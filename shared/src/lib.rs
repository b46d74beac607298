//! Shared types and ledger logic for the Pharmacy Inventory platform
//!
//! This crate contains the domain models and the pure state-transition
//! functions shared between the backend, the browser client (via WASM),
//! and the tests. Nothing in here performs I/O.

pub mod checkout;
pub mod ledger;
pub mod models;
pub mod projections;
pub mod types;
pub mod validation;

pub use checkout::*;
pub use ledger::*;
pub use models::*;
pub use projections::*;
pub use types::*;
pub use validation::*;
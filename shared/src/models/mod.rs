//! Domain models for the Pharmacy Inventory platform

mod alert;
mod audit;
mod customer;
mod product;
mod request;
mod stock;
mod transaction;

pub use alert::*;
pub use audit::*;
pub use customer::*;
pub use product::*;
pub use request::*;
pub use stock::*;
pub use transaction::*;
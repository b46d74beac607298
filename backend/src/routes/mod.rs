//! Route definitions for the Pharmacy Inventory API

use axum::{
    routing::{get, post},
    Router,
};

use crate::{handlers, AppState};

/// Create API routes
pub fn api_routes() -> Router<AppState> {
    Router::new()
        .route("/health", get(handlers::health_check))
        // Catalog
        .nest("/products", product_routes())
        .nest("/customers", customer_routes())
        // Ledger
        .nest("/stock", stock_routes())
        .nest("/transactions", transaction_routes())
        // Point of sale
        .route("/checkout", post(handlers::checkout))
        // Branch replenishment
        .nest("/requests", request_routes())
        // Read models
        .route("/alerts", get(handlers::list_alerts))
        .route("/dashboard", get(handlers::get_dashboard))
        .route("/dashboard/revenue", get(handlers::get_revenue))
        .route("/audit", get(handlers::list_audit_log))
        .nest("/insights", insight_routes())
}

/// Product catalog routes
fn product_routes() -> Router<AppState> {
    Router::new()
        .route("/", get(handlers::list_products).post(handlers::create_product))
        .route(
            "/:product_id",
            get(handlers::get_product).put(handlers::update_product),
        )
}

/// Customer routes
fn customer_routes() -> Router<AppState> {
    Router::new().route("/", get(handlers::list_customers).post(handlers::create_customer))
}

/// Stock record routes
fn stock_routes() -> Router<AppState> {
    Router::new()
        .route("/", get(handlers::list_stock))
        .route("/:location_id/inbound", get(handlers::list_inbound))
}

/// Ledger transaction routes
fn transaction_routes() -> Router<AppState> {
    Router::new()
        .route(
            "/",
            get(handlers::list_transactions).post(handlers::submit_transaction),
        )
        .route("/:transaction_id/confirm", post(handlers::confirm_transaction))
        .route("/:transaction_id/cancel", post(handlers::cancel_transaction))
}

/// Stock request routes
fn request_routes() -> Router<AppState> {
    Router::new()
        .route("/", get(handlers::list_requests).post(handlers::open_request))
        .route("/:request_id/fulfill", post(handlers::fulfill_request))
        .route("/:request_id/reject", post(handlers::reject_request))
}

/// Insight routes
fn insight_routes() -> Router<AppState> {
    Router::new()
        .route("/inventory", get(handlers::inventory_insights))
        .route("/forecast", get(handlers::replenishment_forecast))
        .route("/pharmacies/:pharmacy_id", get(handlers::pharmacy_suggestions))
}
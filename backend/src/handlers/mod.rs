//! HTTP handlers for the Pharmacy Inventory API

pub mod catalog;
pub mod checkout;
pub mod customers;
pub mod dashboard;
pub mod health;
pub mod insights;
pub mod ledger;
pub mod requests;

pub use catalog::*;
pub use checkout::*;
pub use customers::*;
pub use dashboard::*;
pub use health::*;
pub use insights::*;
pub use ledger::*;
pub use requests::*;
use serde::Serialize;

/// Health check response
#[derive(Debug, Serialize)]
pub struct HealthResponse {
    pub status: &'static str,
    pub version: &'static str,
}

impl Default for HealthResponse {
    fn default() -> Self {
        Self {
            status: "ok",
            version: env!("CARGO_PKG_VERSION"),
        }
    }
}

/// One row of the category table
#[derive(Debug, Serialize)]
pub struct CategoryView {
    pub name: &'static str,
    pub subcategories: &'static [&'static str],
}
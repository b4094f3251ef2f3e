use console::style;
use serde::Serialize;
use std::fmt::Display;
use tabled::{settings::Style, Table, Tabled};

/// Output format mode
#[derive(Debug, Clone, Copy)]
pub enum OutputFormat {
    Human,
    Json,
}

pub struct OutputWriter {
    format: OutputFormat,
}

impl OutputWriter {
    pub fn new(json: bool) -> Self {
        Self {
            format: if json {
                OutputFormat::Json
            } else {
                OutputFormat::Human
            },
        }
    }

    pub fn is_json(&self) -> bool {
        matches!(self.format, OutputFormat::Json)
    }

    pub fn info(&self, message: impl Display) {
        if let OutputFormat::Human = self.format {
            println!("{} {}", style("ℹ").blue().bold(), message);
        }
    }

    pub fn warning(&self, message: impl Display) {
        match self.format {
            OutputFormat::Human => {
                eprintln!("{} {}", style("⚠").yellow().bold(), message);
            }
            OutputFormat::Json => {
                let output = serde_json::json!({
                    "status": "warning",
                    "message": message.to_string(),
                });
                eprintln!("{}", serde_json::to_string_pretty(&output).unwrap());
            }
        }
    }

    pub fn section(&self, title: impl Display) {
        if let OutputFormat::Human = self.format {
            println!("\n{}", style(title).bold().underlined());
        }
    }

    pub fn kv(&self, key: impl Display, value: impl Display) {
        if let OutputFormat::Human = self.format {
            println!("  {}: {}", style(key).dim(), value);
        }
    }

    pub fn table<T: Tabled + Serialize>(&self, data: Vec<T>) {
        match self.format {
            OutputFormat::Human => {
                if data.is_empty() {
                    println!("{}", style("(no data)").dim());
                } else {
                    let mut table = Table::new(data);
                    table.with(Style::rounded());
                    println!("{}", table);
                }
            }
            OutputFormat::Json => {
                let output = serde_json::json!({ "data": data });
                println!("{}", serde_json::to_string_pretty(&output).unwrap());
            }
        }
    }

    pub fn result<T: Serialize>(&self, data: &T) -> anyhow::Result<()> {
        let json_str = serde_json::to_string_pretty(data)?;
        println!("{}", json_str);
        Ok(())
    }
}
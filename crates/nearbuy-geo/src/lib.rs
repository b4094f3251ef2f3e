//! Nearbuy Geo - Origin handling and distance annotation
//!
//! This crate owns the geographic side of the engine: shopper origin
//! validation, great-circle distance, and the per-product distance
//! annotation pass.

pub mod annotate;
pub mod distance;
pub mod models;

pub use annotate::{annotate, FALLBACK_DISTANCE_KM, UNKNOWN_DISTANCE_KM};
pub use distance::haversine_km;
pub use models::Origin;
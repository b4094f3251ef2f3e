use chrono::{DateTime, Utc};
use serde::{Deserialize, Deserializer, Serialize};

/// Unique identifier for a product within one catalog snapshot
///
/// The Catalog Service is inconsistent about id types (some endpoints return
/// strings, others numbers), so deserialization accepts both.
#[derive(Debug, Clone, PartialEq, Eq, Hash, Serialize)]
pub struct ProductId(pub String);

impl<'de> Deserialize<'de> for ProductId {
    fn deserialize<D>(deserializer: D) -> std::result::Result<Self, D::Error>
    where
        D: Deserializer<'de>,
    {
        #[derive(Deserialize)]
        #[serde(untagged)]
        enum RawId {
            Text(String),
            Number(i64),
        }

        match RawId::deserialize(deserializer)? {
            RawId::Text(s) => Ok(ProductId(s)),
            RawId::Number(n) => Ok(ProductId(n.to_string())),
        }
    }
}

impl std::fmt::Display for ProductId {
    fn fmt(&self, f: &mut std::fmt::Formatter<'_>) -> std::fmt::Result {
        self.0.fmt(f)
    }
}

/// A product as supplied by the Catalog Service
///
/// Optional fields may be absent in upstream responses. Filters treat a
/// missing field as non-matching rather than an error.
#[derive(Debug, Clone, PartialEq, Serialize, Deserialize)]
pub struct Product {
    /// Unique identifier
    pub id: ProductId,

    /// Display name, used for search and sorting
    #[serde(default)]
    pub name: String,

    /// Seller/store display name
    #[serde(default)]
    pub vendor: Option<String>,

    /// Classification strings
    #[serde(default)]
    pub category: Option<String>,

    #[serde(default)]
    pub subcategory: Option<String>,

    /// Non-negative amount in the storefront currency
    #[serde(default)]
    pub price: f64,

    /// WGS-84 coordinates of the fulfillment point
    #[serde(default)]
    pub lat: Option<f64>,

    #[serde(default)]
    pub lon: Option<f64>,

    /// Opaque pass-through fields, not consumed by the engine
    #[serde(default, skip_serializing_if = "Option::is_none")]
    pub seller_id: Option<String>,

    #[serde(default, skip_serializing_if = "Option::is_none")]
    pub status: Option<String>,

    #[serde(default, skip_serializing_if = "Option::is_none")]
    pub description: Option<String>,

    #[serde(default, skip_serializing_if = "Option::is_none")]
    pub image_url: Option<String>,

    #[serde(default, skip_serializing_if = "Option::is_none")]
    pub stock: Option<u32>,
}

impl Product {
    /// Create a product with only the fields the engine consumes
    pub fn new(id: impl Into<String>, name: impl Into<String>, price: f64) -> Self {
        Self {
            id: ProductId(id.into()),
            name: name.into(),
            vendor: None,
            category: None,
            subcategory: None,
            price,
            lat: None,
            lon: None,
            seller_id: None,
            status: None,
            description: None,
            image_url: None,
            stock: None,
        }
    }

    /// Set the vendor name
    pub fn with_vendor(mut self, vendor: impl Into<String>) -> Self {
        self.vendor = Some(vendor.into());
        self
    }

    /// Set the category
    pub fn with_category(mut self, category: impl Into<String>) -> Self {
        self.category = Some(category.into());
        self
    }

    /// Set the subcategory
    pub fn with_subcategory(mut self, subcategory: impl Into<String>) -> Self {
        self.subcategory = Some(subcategory.into());
        self
    }

    /// Set the fulfillment point coordinates
    pub fn with_location(mut self, lat: f64, lon: f64) -> Self {
        self.lat = Some(lat);
        self.lon = Some(lon);
        self
    }

    /// Check if both coordinates are present
    pub fn has_location(&self) -> bool {
        self.lat.is_some() && self.lon.is_some()
    }
}

/// A product with derived distance fields attached
///
/// Every output element retains the full original product; the two derived
/// fields are computed per invocation and never persisted.
#[derive(Debug, Clone, PartialEq, Serialize, Deserialize)]
pub struct AnnotatedProduct {
    #[serde(flatten)]
    pub product: Product,

    /// Great-circle distance from the shopper in kilometers, rounded to one
    /// decimal. 5.0 when no origin is available, 999.0 when the product has
    /// no coordinates.
    pub distance_km: f64,

    /// Human-readable rendering of `distance_km`
    pub distance_label: String,
}

/// The authoritative product snapshot for one invocation
#[derive(Debug, Clone, Serialize, Deserialize)]
pub struct CatalogSnapshot {
    /// Products as returned by the Catalog Service
    pub products: Vec<Product>,

    /// When the snapshot was fetched
    pub fetched_at: DateTime<Utc>,
}

impl CatalogSnapshot {
    /// Create a snapshot stamped with the current time
    pub fn new(products: Vec<Product>) -> Self {
        Self { products, fetched_at: Utc::now() }
    }
}
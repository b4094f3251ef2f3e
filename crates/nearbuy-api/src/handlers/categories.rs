use axum::{response::IntoResponse, Json};
use nearbuy_core::models::categories;

use crate::dto::CategoryView;

pub async fn list_categories() -> impl IntoResponse {
    let views: Vec<CategoryView> = categories()
        .iter()
        .map(|spec| CategoryView {
            name: spec.name,
            subcategories: spec.subcategories,
        })
        .collect();

    Json(views)
}
use nearbuy_core::models::AnnotatedProduct;

use crate::models::{FilterCriteria, StageCounts};

/// Normalize a free-text query: trim, then lowercase
///
/// Returns `None` for absent or whitespace-only queries, which deactivates
/// the stage.
fn normalized_query(query: Option<&str>) -> Option<String> {
    let trimmed = query?.trim();
    if trimmed.is_empty() {
        None
    } else {
        Some(trimmed.to_lowercase())
    }
}

fn contains_lowercase(field: Option<&str>, needle: &str) -> bool {
    field.map(|value| value.to_lowercase().contains(needle)).unwrap_or(false)
}

/// Stage 1: exact, case-sensitive vendor restriction
fn vendor_scope_matches(product: &AnnotatedProduct, scope: &str) -> bool {
    product.product.vendor.as_deref() == Some(scope)
}

/// Stage 2: case-insensitive substring over name, vendor, or category
fn search_matches(product: &AnnotatedProduct, needle: &str) -> bool {
    let p = &product.product;
    p.name.to_lowercase().contains(needle)
        || contains_lowercase(p.vendor.as_deref(), needle)
        || contains_lowercase(p.category.as_deref(), needle)
}

/// Stage 3: inclusive price bounds
fn price_in_bounds(product: &AnnotatedProduct, min: Option<f64>, max: Option<f64>) -> bool {
    let price = product.product.price;
    if let Some(min) = min {
        if price < min {
            return false;
        }
    }
    if let Some(max) = max {
        if price > max {
            return false;
        }
    }
    true
}

/// Stage 4: exact classification match
fn classification_matches(field: Option<&str>, expected: &str) -> bool {
    field == Some(expected)
}

/// Stage 5: case-insensitive substring over the vendor name
fn store_matches(product: &AnnotatedProduct, needle: &str) -> bool {
    contains_lowercase(product.product.vendor.as_deref(), needle)
}

/// Apply the filter stages in their fixed order
///
/// Returns the surviving products plus per-stage counts. The order does not
/// change the final set; it is fixed so stage logs and explanations are
/// deterministic.
pub fn apply_filters(
    products: &[AnnotatedProduct],
    criteria: &FilterCriteria,
) -> (Vec<AnnotatedProduct>, Vec<StageCounts>) {
    let mut current: Vec<AnnotatedProduct> = products.to_vec();
    let mut stages = Vec::with_capacity(6);

    run_stage(&mut current, &mut stages, "vendor-scope", criteria.vendor_scope.as_deref(), |p, scope| {
        vendor_scope_matches(p, scope)
    });

    let search = normalized_query(criteria.search_query.as_deref());
    run_stage(&mut current, &mut stages, "search", search.as_deref(), |p, needle| {
        search_matches(p, needle)
    });

    {
        let applied = criteria.price_min.is_some() || criteria.price_max.is_some();
        let evaluated = current.len();
        if applied {
            current.retain(|p| price_in_bounds(p, criteria.price_min, criteria.price_max));
        }
        record_stage(&mut stages, "price-bounds", applied, evaluated, current.len());
    }

    run_stage(&mut current, &mut stages, "category", criteria.category.as_deref(), |p, expected| {
        classification_matches(p.product.category.as_deref(), expected)
    });

    run_stage(
        &mut current,
        &mut stages,
        "subcategory",
        criteria.subcategory.as_deref(),
        |p, expected| classification_matches(p.product.subcategory.as_deref(), expected),
    );

    let store = normalized_query(criteria.store_query.as_deref());
    run_stage(&mut current, &mut stages, "store", store.as_deref(), |p, needle| {
        store_matches(p, needle)
    });

    (current, stages)
}

fn run_stage<F>(
    current: &mut Vec<AnnotatedProduct>,
    stages: &mut Vec<StageCounts>,
    name: &str,
    constraint: Option<&str>,
    predicate: F,
) where
    F: Fn(&AnnotatedProduct, &str) -> bool,
{
    let evaluated = current.len();
    if let Some(constraint) = constraint {
        current.retain(|p| predicate(p, constraint));
    }
    record_stage(stages, name, constraint.is_some(), evaluated, current.len());
}

fn record_stage(
    stages: &mut Vec<StageCounts>,
    name: &str,
    applied: bool,
    evaluated: usize,
    matched: usize,
) {
    tracing::debug!(stage = name, applied, evaluated, matched, "filter stage");
    stages.push(StageCounts { stage: name.to_string(), applied, evaluated, matched });
}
• • •
Check each line of the records for the word "description", and show the lines that contain it.

    pub description: Option<String>,
            description: None,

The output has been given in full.